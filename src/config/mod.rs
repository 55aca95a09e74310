//! Configuration management subsystem.
//!
//! # Data Flow
//! ```text
//! config file (TOML)
//!     → loader.rs (parse & deserialize)
//!     → schema.rs apply_overrides (command-line flags win)
//!     → validation.rs (semantic checks, all errors reported)
//!     → BalancerConfig (validated, immutable)
//!     → passed explicitly into pool/server construction
//! ```
//!
//! # Design Decisions
//! - Config is an explicit value, not a global; constructed once in main
//! - All fields have defaults so a minimal config parses
//! - Validation separates syntactic (serde) from semantic checks
//! - Any problem is fatal: the process exits before the listener opens

pub mod loader;
pub mod schema;
pub mod validation;

pub use loader::{load_config, ConfigError};
pub use schema::{BalancerConfig, CliOverrides, ObservabilityConfig, TimeoutConfig};
pub use validation::{validate_config, ValidationError};
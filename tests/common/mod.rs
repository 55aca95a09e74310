//! Shared utilities for integration testing.

use std::net::SocketAddr;
use std::time::Duration;

use tokio::io::{AsyncReadExt, AsyncWriteExt};
use tokio::net::TcpListener;

/// Start a mock backend returning a fixed body, on an ephemeral port.
pub async fn start_mock_backend(response: &'static str) -> SocketAddr {
    let listener = TcpListener::bind("127.0.0.1:0").await.unwrap();
    let addr = listener.local_addr().unwrap();

    tokio::spawn(async move {
        loop {
            match listener.accept().await {
                Ok((mut socket, _)) => {
                    tokio::spawn(async move {
                        // Consume the request before answering so the client
                        // never sees a reset mid-write.
                        let mut buf = vec![0u8; 4096];
                        let _ = socket.read(&mut buf).await;

                        let response_str = format!(
                            "HTTP/1.1 200 OK\r\nContent-Length: {}\r\nConnection: close\r\n\r\n{}",
                            response.len(),
                            response
                        );
                        let _ = socket.write_all(response_str.as_bytes()).await;
                        let _ = socket.shutdown().await;
                    });
                }
                Err(_) => break,
            }
        }
    });

    addr
}

/// Start a backend that accepts connections but never answers.
#[allow(dead_code)]
pub async fn start_stalled_backend() -> SocketAddr {
    let listener = TcpListener::bind("127.0.0.1:0").await.unwrap();
    let addr = listener.local_addr().unwrap();

    tokio::spawn(async move {
        loop {
            match listener.accept().await {
                Ok((socket, _)) => {
                    tokio::spawn(async move {
                        tokio::time::sleep(Duration::from_secs(60)).await;
                        drop(socket);
                    });
                }
                Err(_) => break,
            }
        }
    });

    addr
}

/// Start an axum backend that reports back what it received.
#[allow(dead_code)]
pub async fn start_echo_backend() -> SocketAddr {
    use axum::extract::Request;
    use axum::response::IntoResponse;

    async fn echo(request: Request) -> impl IntoResponse {
        let (parts, body) = request.into_parts();
        let body = axum::body::to_bytes(body, 1024 * 1024)
            .await
            .unwrap_or_default();

        let headers = [
            ("x-echo-method", parts.method.to_string()),
            (
                "x-echo-path",
                parts
                    .uri
                    .path_and_query()
                    .map(|pq| pq.to_string())
                    .unwrap_or_default(),
            ),
            (
                "x-echo-probe",
                parts
                    .headers
                    .get("x-probe")
                    .and_then(|v| v.to_str().ok())
                    .unwrap_or("")
                    .to_string(),
            ),
        ];
        (headers, body)
    }

    let app = axum::Router::new().fallback(echo);
    let listener = TcpListener::bind("127.0.0.1:0").await.unwrap();
    let addr = listener.local_addr().unwrap();

    tokio::spawn(async move {
        let _ = axum::serve(listener, app).await;
    });

    addr
}

/// Reserve an address with nothing listening on it.
#[allow(dead_code)]
pub async fn unreachable_addr() -> SocketAddr {
    let listener = TcpListener::bind("127.0.0.1:0").await.unwrap();
    let addr = listener.local_addr().unwrap();
    drop(listener);
    addr
}
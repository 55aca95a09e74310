//! Backend target representation.

use std::fmt;
use std::str::FromStr;

use axum::http::uri::Authority;
use thiserror::Error;
use url::Url;

/// Error raised while building the backend pool from configuration.
///
/// Only ever produced at startup; the pool is immutable afterwards, so this
/// never occurs mid-run.
#[derive(Debug, Error)]
pub enum ConfigurationError {
    #[error("backend list is empty")]
    NoBackends,

    #[error("invalid backend address {addr:?}: {reason}")]
    InvalidBackend { addr: String, reason: String },
}

/// A single backend target.
///
/// Holds the canonical `host[:port]` authority the forwarding layer rewrites
/// requests towards. Immutable after construction.
#[derive(Debug, Clone)]
pub struct Backend {
    addr: String,
    authority: Authority,
}

impl Backend {
    /// Parse a configured backend entry.
    ///
    /// Accepts `host`, `host:port`, or an `http://` URL; URL entries are
    /// reduced to their authority. Requests are always forwarded over plain
    /// HTTP, so `https://` entries are rejected rather than silently
    /// downgraded.
    pub fn parse(raw: &str) -> Result<Self, ConfigurationError> {
        let invalid = |reason: String| ConfigurationError::InvalidBackend {
            addr: raw.to_string(),
            reason,
        };

        let trimmed = raw.trim();
        if trimmed.is_empty() {
            return Err(invalid("empty address".into()));
        }

        let authority_str = if trimmed.contains("://") {
            let url = Url::parse(trimmed).map_err(|e| invalid(e.to_string()))?;
            if url.scheme() != "http" {
                return Err(invalid(format!(
                    "unsupported scheme {:?}, only http backends are supported",
                    url.scheme()
                )));
            }
            if url.path() != "/" && !url.path().is_empty() {
                return Err(invalid("backend URL must not carry a path".into()));
            }
            if url.query().is_some() {
                return Err(invalid("backend URL must not carry a query".into()));
            }
            let authority = url.authority();
            if authority.is_empty() {
                return Err(invalid("missing host".into()));
            }
            authority.to_string()
        } else {
            trimmed.to_string()
        };

        if authority_str.contains('@') {
            return Err(invalid("backend address must not carry userinfo".into()));
        }

        let authority =
            Authority::from_str(&authority_str).map_err(|e| invalid(e.to_string()))?;

        Ok(Self {
            addr: authority.to_string(),
            authority,
        })
    }

    /// Canonical `host[:port]` form of this backend.
    pub fn addr(&self) -> &str {
        &self.addr
    }

    /// The parsed authority used for request rewriting.
    pub fn authority(&self) -> &Authority {
        &self.authority
    }
}

impl fmt::Display for Backend {
    fn fmt(&self, f: &mut fmt::Formatter<'_>) -> fmt::Result {
        f.write_str(&self.addr)
    }
}

#[cfg(test)]
mod tests {
    use super::*;

    #[test]
    fn parses_host_and_port() {
        let backend = Backend::parse("127.0.0.1:8081").unwrap();
        assert_eq!(backend.addr(), "127.0.0.1:8081");
    }

    #[test]
    fn parses_bare_hostname() {
        let backend = Backend::parse("internal-api").unwrap();
        assert_eq!(backend.addr(), "internal-api");
    }

    #[test]
    fn parses_http_url_down_to_authority() {
        let backend = Backend::parse("http://10.0.0.7:9000").unwrap();
        assert_eq!(backend.addr(), "10.0.0.7:9000");
    }

    #[test]
    fn trims_surrounding_whitespace() {
        let backend = Backend::parse("  10.0.0.7:9000 ").unwrap();
        assert_eq!(backend.addr(), "10.0.0.7:9000");
    }

    #[test]
    fn rejects_empty_entry() {
        assert!(matches!(
            Backend::parse("   "),
            Err(ConfigurationError::InvalidBackend { .. })
        ));
    }

    #[test]
    fn rejects_https_scheme() {
        assert!(Backend::parse("https://10.0.0.7:9000").is_err());
    }

    #[test]
    fn rejects_url_with_path() {
        assert!(Backend::parse("http://10.0.0.7:9000/api").is_err());
    }

    #[test]
    fn rejects_garbage() {
        assert!(Backend::parse("not a host").is_err());
    }
}
//! Network layer.
//!
//! TLS is optional: when certificate and key paths are configured, the
//! listener terminates TLS before handing the stream to the HTTP layer.

pub mod tls;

- - - -

Repeat every record exactly as written, please.

filename src/config/mod.rs
repository 55aca95a09e74310
//! Configuration management subsystem.
//!
//! # Data Flow
//! ```text
//! config file (TOML)
//!     → loader.rs (parse & deserialize)
//!     → schema.rs apply_overrides (command-line flags win)
//!     → validation.rs (semantic checks, all errors reported)
//!     → BalancerConfig (validated, immutable)
//!     → passed explicitly into pool/server construction
//! ```
//!
//! # Design Decisions
//! - Config is an explicit value, not a global; constructed once in main
//! - All fields have defaults so a minimal config parses
//! - Validation separates syntactic (serde) from semantic checks
//! - Any problem is fatal: the process exits before the listener opens

pub mod loader;
pub mod schema;
pub mod validation;

pub use loader::{load_config, ConfigError};
pub use schema::{BalancerConfig, CliOverrides, ObservabilityConfig, TimeoutConfig};
pub use validation::{validate_config, ValidationError};
filename tests/common/mod.rs
repository 55aca95a09e74310
//! Shared utilities for integration testing.

use std::net::SocketAddr;
use std::time::Duration;

use tokio::io::{AsyncReadExt, AsyncWriteExt};
use tokio::net::TcpListener;

/// Start a mock backend returning a fixed body, on an ephemeral port.
pub async fn start_mock_backend(response: &'static str) -> SocketAddr {
    let listener = TcpListener::bind("127.0.0.1:0").await.unwrap();
    let addr = listener.local_addr().unwrap();

    tokio::spawn(async move {
        loop {
            match listener.accept().await {
                Ok((mut socket, _)) => {
                    tokio::spawn(async move {
                        // Consume the request before answering so the client
                        // never sees a reset mid-write.
                        let mut buf = vec![0u8; 4096];
                        let _ = socket.read(&mut buf).await;

                        let response_str = format!(
                            "HTTP/1.1 200 OK\r\nContent-Length: {}\r\nConnection: close\r\n\r\n{}",
                            response.len(),
                            response
                        );
                        let _ = socket.write_all(response_str.as_bytes()).await;
                        let _ = socket.shutdown().await;
                    });
                }
                Err(_) => break,
            }
        }
    });

    addr
}

/// Start a backend that accepts connections but never answers.
#[allow(dead_code)]
pub async fn start_stalled_backend() -> SocketAddr {
    let listener = TcpListener::bind("127.0.0.1:0").await.unwrap();
    let addr = listener.local_addr().unwrap();

    tokio::spawn(async move {
        loop {
            match listener.accept().await {
                Ok((socket, _)) => {
                    tokio::spawn(async move {
                        tokio::time::sleep(Duration::from_secs(60)).await;
                        drop(socket);
                    });
                }
                Err(_) => break,
            }
        }
    });

    addr
}

/// Start an axum backend that reports back what it received.
#[allow(dead_code)]
pub async fn start_echo_backend() -> SocketAddr {
    use axum::extract::Request;
    use axum::response::IntoResponse;

    async fn echo(request: Request) -> impl IntoResponse {
        let (parts, body) = request.into_parts();
        let body = axum::body::to_bytes(body, 1024 * 1024)
            .await
            .unwrap_or_default();

        let headers = [
            ("x-echo-method", parts.method.to_string()),
            (
                "x-echo-path",
                parts
                    .uri
                    .path_and_query()
                    .map(|pq| pq.to_string())
                    .unwrap_or_default(),
            ),
            (
                "x-echo-probe",
                parts
                    .headers
                    .get("x-probe")
                    .and_then(|v| v.to_str().ok())
                    .unwrap_or("")
                    .to_string(),
            ),
        ];
        (headers, body)
    }

    let app = axum::Router::new().fallback(echo);
    let listener = TcpListener::bind("127.0.0.1:0").await.unwrap();
    let addr = listener.local_addr().unwrap();

    tokio::spawn(async move {
        let _ = axum::serve(listener, app).await;
    });

    addr
}

/// Reserve an address with nothing listening on it.
#[allow(dead_code)]
pub async fn unreachable_addr() -> SocketAddr {
    let listener = TcpListener::bind("127.0.0.1:0").await.unwrap();
    let addr = listener.local_addr().unwrap();
    drop(listener);
    addr
}
repository 55aca95a09e74310
//! Backend target representation.

use std::fmt;
use std::str::FromStr;

use axum::http::uri::Authority;
use thiserror::Error;
use url::Url;

/// Error raised while building the backend pool from configuration.
///
/// Only ever produced at startup; the pool is immutable afterwards, so this
/// never occurs mid-run.
#[derive(Debug, Error)]
pub enum ConfigurationError {
    #[error("backend list is empty")]
    NoBackends,

    #[error("invalid backend address {addr:?}: {reason}")]
    InvalidBackend { addr: String, reason: String },
}

/// A single backend target.
///
/// Holds the canonical `host[:port]` authority the forwarding layer rewrites
/// requests towards. Immutable after construction.
#[derive(Debug, Clone)]
pub struct Backend {
    addr: String,
    authority: Authority,
}

impl Backend {
    /// Parse a configured backend entry.
    ///
    /// Accepts `host`, `host:port`, or an `http://` URL; URL entries are
    /// reduced to their authority. Requests are always forwarded over plain
    /// HTTP, so `https://` entries are rejected rather than silently
    /// downgraded.
    pub fn parse(raw: &str) -> Result<Self, ConfigurationError> {
        let invalid = |reason: String| ConfigurationError::InvalidBackend {
            addr: raw.to_string(),
            reason,
        };

        let trimmed = raw.trim();
        if trimmed.is_empty() {
            return Err(invalid("empty address".into()));
        }

        let authority_str = if trimmed.contains("://") {
            let url = Url::parse(trimmed).map_err(|e| invalid(e.to_string()))?;
            if url.scheme() != "http" {
                return Err(invalid(format!(
                    "unsupported scheme {:?}, only http backends are supported",
                    url.scheme()
                )));
            }
            if url.path() != "/" && !url.path().is_empty() {
                return Err(invalid("backend URL must not carry a path".into()));
            }
            if url.query().is_some() {
                return Err(invalid("backend URL must not carry a query".into()));
            }
            let authority = url.authority();
            if authority.is_empty() {
                return Err(invalid("missing host".into()));
            }
            authority.to_string()
        } else {
            trimmed.to_string()
        };

        if authority_str.contains('@') {
            return Err(invalid("backend address must not carry userinfo".into()));
        }

        let authority =
            Authority::from_str(&authority_str).map_err(|e| invalid(e.to_string()))?;

        Ok(Self {
            addr: authority.to_string(),
            authority,
        })
    }

    /// Canonical `host[:port]` form of this backend.
    pub fn addr(&self) -> &str {
        &self.addr
    }

    /// The parsed authority used for request rewriting.
    pub fn authority(&self) -> &Authority {
        &self.authority
    }
}

impl fmt::Display for Backend {
    fn fmt(&self, f: &mut fmt::Formatter<'_>) -> fmt::Result {
        f.write_str(&self.addr)
    }
}

#[cfg(test)]
mod tests {
    use super::*;

    #[test]
    fn parses_host_and_port() {
        let backend = Backend::parse("127.0.0.1:8081").unwrap();
        assert_eq!(backend.addr(), "127.0.0.1:8081");
    }

    #[test]
    fn parses_bare_hostname() {
        let backend = Backend::parse("internal-api").unwrap();
        assert_eq!(backend.addr(), "internal-api");
    }

    #[test]
    fn parses_http_url_down_to_authority() {
        let backend = Backend::parse("http://10.0.0.7:9000").unwrap();
        assert_eq!(backend.addr(), "10.0.0.7:9000");
    }

    #[test]
    fn trims_surrounding_whitespace() {
        let backend = Backend::parse("  10.0.0.7:9000 ").unwrap();
        assert_eq!(backend.addr(), "10.0.0.7:9000");
    }

    #[test]
    fn rejects_empty_entry() {
        assert!(matches!(
            Backend::parse("   "),
            Err(ConfigurationError::InvalidBackend { .. })
        ));
    }

    #[test]
    fn rejects_https_scheme() {
        assert!(Backend::parse("https://10.0.0.7:9000").is_err());
    }

    #[test]
    fn rejects_url_with_path() {
        assert!(Backend::parse("http://10.0.0.7:9000/api").is_err());
    }

    #[test]
    fn rejects_garbage() {
        assert!(Backend::parse("not a host").is_err());
    }
}
//! Network layer.
//!
//! TLS is optional: when certificate and key paths are configured, the
//! listener terminates TLS before handing the stream to the HTTP layer.

pub mod tls;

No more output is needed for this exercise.